== Exercise requirements ==
In the entries below, find each line with the string "FromRequestParts" and copy it.

== Information provided ==
=== Begin Enclosure ===

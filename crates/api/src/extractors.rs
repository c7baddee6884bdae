//! Request extractors.

use axum::{
    extract::FromRequestParts,
    http::{HeaderName, request::Parts},
    response::Response,
};
use tally_shared::types::ActorId;

use crate::error::bad_request;

/// Header naming the operator behind a request.
pub static ACTOR_HEADER: HeaderName = HeaderName::from_static("x-actor-id");

/// The operator behind a request, if one was named.
///
/// Read from the optional `X-Actor-Id` header; absence means the system.
/// The header is not authenticated here.
#[derive(Debug, Clone, Copy, PartialEq, Eq)]
pub struct Actor(pub Option<ActorId>);

impl Actor {
    /// Returns the operator id, if any.
    #[must_use]
    pub const fn id(self) -> Option<ActorId> {
        self.0
    }
}

impl<S> FromRequestParts<S> for Actor
where
    S: Send + Sync,
{
    type Rejection = Response;

    async fn from_request_parts(parts: &mut Parts, _state: &S) -> Result<Self, Self::Rejection> {
        let Some(value) = parts.headers.get(&ACTOR_HEADER) else {
            return Ok(Self(None));
        };

        value
            .to_str()
            .ok()
            .and_then(|raw| raw.trim().parse::<ActorId>().ok())
            .map(|id| Self(Some(id)))
            .ok_or_else(|| bad_request("invalid_actor", "X-Actor-Id must be a UUID"))
    }
}
use alloc::format;

use crate::parser::{parse_rule, BinaryOp, Expr, UnaryOp};
use crate::{CoreError, CoreResult};

/// A compiled plural-form rule.
///
/// Compilation happens once per catalog; `select` is pure and total over
/// all counts, so the compiled rule can be shared and cached freely.
#[derive(Debug, Clone, PartialEq, Eq)]
pub struct PluralRule {
    ast: Expr,
}

impl PluralRule {
    pub fn parse(source: &str) -> CoreResult<Self> {
        let ast = parse_rule(source).map_err(|error| {
            CoreError::MalformedPluralRule(format!(
                "{} at offset {}",
                error.message, error.offset
            ))
        })?;
        Ok(Self { ast })
    }

    /// Maps a count to its plural-category index.
    pub fn select(&self, count: u64) -> usize {
        eval(&self.ast, count).as_int() as usize
    }
}

#[derive(Debug, Clone, Copy)]
enum Value {
    Int(u64),
    Bool(bool),
}

impl Value {
    fn as_int(self) -> u64 {
        match self {
            Value::Int(value) => value,
            Value::Bool(true) => 1,
            Value::Bool(false) => 0,
        }
    }

    fn truthy(self) -> bool {
        match self {
            Value::Int(value) => value != 0,
            Value::Bool(value) => value,
        }
    }
}

// Division and modulo by zero evaluate to 0 and subtraction saturates,
// keeping evaluation total for every count.
fn eval(expr: &Expr, n: u64) -> Value {
    match expr {
        Expr::Number(value) => Value::Int(*value),
        Expr::Count => Value::Int(n),
        Expr::Unary { op, operand } => match op {
            UnaryOp::Not => Value::Bool(!eval(operand, n).truthy()),
        },
        Expr::Binary { op, lhs, rhs } => {
            let lhs = eval(lhs, n);
            let rhs = eval(rhs, n);
            match op {
                BinaryOp::Add => Value::Int(lhs.as_int().saturating_add(rhs.as_int())),
                BinaryOp::Sub => Value::Int(lhs.as_int().saturating_sub(rhs.as_int())),
                BinaryOp::Mul => Value::Int(lhs.as_int().saturating_mul(rhs.as_int())),
                BinaryOp::Div => Value::Int(lhs.as_int().checked_div(rhs.as_int()).unwrap_or(0)),
                BinaryOp::Rem => Value::Int(lhs.as_int().checked_rem(rhs.as_int()).unwrap_or(0)),
                BinaryOp::Eq => Value::Bool(lhs.as_int() == rhs.as_int()),
                BinaryOp::Ne => Value::Bool(lhs.as_int() != rhs.as_int()),
                BinaryOp::Lt => Value::Bool(lhs.as_int() < rhs.as_int()),
                BinaryOp::Le => Value::Bool(lhs.as_int() <= rhs.as_int()),
                BinaryOp::Gt => Value::Bool(lhs.as_int() > rhs.as_int()),
                BinaryOp::Ge => Value::Bool(lhs.as_int() >= rhs.as_int()),
                BinaryOp::And => Value::Bool(lhs.truthy() && rhs.truthy()),
                BinaryOp::Or => Value::Bool(lhs.truthy() || rhs.truthy()),
            }
        }
    }
}

#[cfg(test)]
mod tests {
    use super::PluralRule;
    use crate::CoreError;

    #[test]
    fn english_rule_selects_singular_for_one() {
        let rule = PluralRule::parse("n != 1").expect("rule");
        assert_eq!(rule.select(1), 0);
        assert_eq!(rule.select(0), 1);
        assert_eq!(rule.select(5), 1);
    }

    #[test]
    fn french_style_rule_uses_textual_or() {
        let rule = PluralRule::parse("n == 0 or n == 1").expect("rule");
        assert_eq!(rule.select(0), 1);
        assert_eq!(rule.select(1), 1);
        assert_eq!(rule.select(2), 0);
    }

    #[test]
    fn arithmetic_rule_yields_multiple_indexes() {
        let rule = PluralRule::parse("(n != 1) + (n > 99)").expect("rule");
        assert_eq!(rule.select(1), 0);
        assert_eq!(rule.select(7), 1);
        assert_eq!(rule.select(100), 2);
    }

    #[test]
    fn modulo_rule_distinguishes_teens() {
        let rule = PluralRule::parse("n % 10 == 1 && n % 100 != 11").expect("rule");
        assert_eq!(rule.select(1), 1);
        assert_eq!(rule.select(11), 0);
        assert_eq!(rule.select(21), 1);
    }

    #[test]
    fn selection_is_deterministic() {
        let rule = PluralRule::parse("n % 3").expect("rule");
        for count in 0..50 {
            let first = rule.select(count);
            for _ in 0..10 {
                assert_eq!(rule.select(count), first);
            }
        }
    }

    #[test]
    fn not_coerces_count_to_boolean() {
        let rule = PluralRule::parse("!n").expect("rule");
        assert_eq!(rule.select(0), 1);
        assert_eq!(rule.select(3), 0);
    }

    #[test]
    fn division_by_zero_evaluates_to_zero() {
        let rule = PluralRule::parse("n / 0").expect("rule");
        assert_eq!(rule.select(7), 0);
        let rule = PluralRule::parse("n % 0").expect("rule");
        assert_eq!(rule.select(7), 0);
    }

    #[test]
    fn subtraction_saturates_at_zero() {
        let rule = PluralRule::parse("n - 10").expect("rule");
        assert_eq!(rule.select(3), 0);
        assert_eq!(rule.select(12), 2);
    }

    #[test]
    fn malformed_rule_fails_at_parse_time() {
        let err = PluralRule::parse("n ==").expect_err("malformed");
        match err {
            CoreError::MalformedPluralRule(message) => {
                assert!(message.contains("unexpected end of rule"), "{message}");
            }
            other => panic!("expected MalformedPluralRule, got {other:?}"),
        }
    }
}
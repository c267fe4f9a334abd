/// Event tag attached to every fallback warning.
pub const FALLBACK_EVENT: &str = "translation,fallback";

#[derive(Debug, Clone, Copy, PartialEq, Eq)]
pub enum LogKind {
    Warn,
}

#[derive(Debug, Clone, Copy)]
pub struct LogMeta<'a> {
    pub kind: LogKind,
    pub event: &'a str,
    pub lexicon_key: &'a str,
}

/// Observability sink for fallback events. Implementations must treat the
/// call as fire-and-forget; nothing the sink does can change what
/// `translate` returns.
pub trait TranslationLogger {
    fn log(&self, message: &str, meta: &LogMeta<'_>);
}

=== End Enclosure ===

== Completed exercise ==
    extract::FromRequestParts,
impl<S> FromRequestParts<S> for Actor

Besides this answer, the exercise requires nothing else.